Emeryville City Manager
Christine Daniel

 'Emeryville COVID policy
should be relaxed as the 
virus explodes exponentially.'
When the pandemic first took hold last April, Emeryville formulated an effective response to the Alameda County mask wearing order it is charged with enforcing.  Citizen complaints registered with City Hall against workers seen not wearing masks at any of the construction job sites in town would draw a surprise visit from a City of Emeryville building inspector.  Violators were given warnings at first but the City formulated a program of increasing punishments against wayward building contractors.  This policy has been replaced this fall with a new policy where, after receiving a citizen complaint, the City will not send a surprise visit from a building inspector.  Instead, building inspectors have been directed to notice if any workers are not wearing masks at the job sites during regularly scheduled calls for inspection services.  The calls for inspection it should be noted, come from the contractors themselves.

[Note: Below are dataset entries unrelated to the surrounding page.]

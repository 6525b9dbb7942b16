//! Single GET of one candidate URL into a local file.
//!
//! Uses libcurl via the `curl` crate. One attempt per call; fallback across
//! mirrors is the acquirer's job.

mod classify;
mod error;

pub use classify::{classify, classify_curl_error, classify_http_status, FailureKind};
pub use error::FetchError;

use crate::config::TransferConfig;
use std::fs::File;
use std::io::Write;
use std::path::Path;
use std::time::Duration;

/// Downloads `url` into `dest`, returning the number of body bytes written.
///
/// `dest` is created or truncated. On error it may hold a partial body; the
/// caller owns cleanup.
pub trait Fetcher {
    fn fetch(&self, url: &str, dest: &Path) -> Result<u64, FetchError>;
}

/// Blocking libcurl fetcher with explicit timeouts.
#[derive(Debug, Clone, Default)]
pub struct CurlFetcher {
    transfer: TransferConfig,
}

impl CurlFetcher {
    pub fn new(transfer: TransferConfig) -> Self {
        Self { transfer }
    }

    fn configure(&self, easy: &mut curl::easy::Easy, url: &str) -> Result<(), curl::Error> {
        let t = &self.transfer;
        easy.url(url)?;
        easy.get(true)?;
        easy.follow_location(true)?;
        easy.max_redirections(10)?;
        easy.useragent(&t.user_agent)?;
        easy.connect_timeout(Duration::from_secs(t.connect_timeout_secs))?;
        easy.timeout(Duration::from_secs(t.timeout_secs))?;
        easy.low_speed_limit(t.low_speed_limit_bytes)?;
        easy.low_speed_time(Duration::from_secs(t.low_speed_time_secs))?;
        Ok(())
    }
}

impl Fetcher for CurlFetcher {
    fn fetch(&self, url: &str, dest: &Path) -> Result<u64, FetchError> {
        let mut file = File::create(dest).map_err(FetchError::Storage)?;

        let mut easy = curl::easy::Easy::new();
        self.configure(&mut easy, url)?;

        let mut written = 0u64;
        let mut write_err: Option<std::io::Error> = None;
        let performed = {
            let mut transfer = easy.transfer();
            transfer.write_function(|data| match file.write_all(data) {
                Ok(()) => {
                    written += data.len() as u64;
                    Ok(data.len())
                }
                Err(e) => {
                    write_err = Some(e);
                    Ok(0) // abort transfer
                }
            })?;
            transfer.perform()
        };

        if let Some(e) = write_err {
            return Err(FetchError::Storage(e));
        }
        performed?;

        let code = easy.response_code()?;
        if !(200..300).contains(&code) {
            return Err(FetchError::Http(code));
        }
        file.flush().map_err(FetchError::Storage)?;
        tracing::debug!(url, bytes = written, "fetched");
        Ok(written)
    }
}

The City’s first iteration of mask wearing compliance at job sites allowed the contractor to mete out punishment against the workers with promises from at least one contractor to the City that offending workers employees would face employment termination.  A public records request revealed that the contractor at the Sherwin Williams building site on Horton Street had violated the County mask order in late August with a City building inspector recording in his report from his surprise visit he saw “12 individuals without masks on.  Four of these individuals were within 6 feet of another worker.”  No workers were reported terminated for that violation nor were any for violations called in after that initial contact by the City.

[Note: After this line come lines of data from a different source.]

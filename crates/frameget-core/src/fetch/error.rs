//! Error type for a single candidate fetch.

use std::fmt;

/// Why one GET did not produce a complete intermediate file.
#[derive(Debug)]
pub enum FetchError {
    /// Curl reported an error (timeout, DNS, connection reset, etc.).
    Curl(curl::Error),
    /// Final HTTP response had a non-2xx status.
    Http(u32),
    /// Writing the body to the intermediate file failed.
    Storage(std::io::Error),
}

impl fmt::Display for FetchError {
    fn fmt(&self, f: &mut fmt::Formatter<'_>) -> fmt::Result {
        match self {
            FetchError::Curl(e) => write!(f, "{}", e),
            FetchError::Http(code) => write!(f, "HTTP {}", code),
            FetchError::Storage(e) => write!(f, "storage: {}", e),
        }
    }
}

impl std::error::Error for FetchError {
    fn source(&self) -> Option<&(dyn std::error::Error + 'static)> {
        match self {
            FetchError::Curl(e) => Some(e),
            FetchError::Storage(e) => Some(e),
            FetchError::Http(_) => None,
        }
    }
}

impl From<curl::Error> for FetchError {
    fn from(e: curl::Error) -> Self {
        FetchError::Curl(e)
    }
}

A new policy without such surprise visits from City inspectors arose sometime after an early September flurry of violations, primarily at the Sherwin Williams site and with some recorded at the “Intersection” site (AKA the Maz Project) on San Pablo Avenue at Adeline Street.  The new policy was clarified by City Manager Christine Daniel who told the Tattler Wednesday, “The City’s building inspectors continue to remind contractors about the requirements and will cease an inspection if proper [mask wearing] practices are not being followed.” 

The new policy, unsurprisingly, is less effective at catching violators at the job sites.  The employees of the contractors are now all wearing masks having been forewarned when the inspectors are arriving at the sites but subcontractors, who aren’t at the site every day have been problematic as it turns out.  The subcontractors apparently aren’t getting sufficient forewarning from the contractors and are consequently getting caught by City inspectors.

The City has stopped relying on the contractors to terminate offending employees, a relic from the first COVID mask wearing policy and now the punishment leveraged against contractors is that the inspectors will leave a site if any workers are seen not wearing masks.  City Manager Daniel reported to the Tattler on Wednesday,  “As recently as Monday of last week an inspection was terminated, a correction notice issued and the contractor was requested to notify all sub-contractors to review the importance of compliance with the County Health Officer Orders.”  The fee for rescheduling an inspection is $188, an amount so low that it can be easily absorbed as a cost of doing business for any large project in town.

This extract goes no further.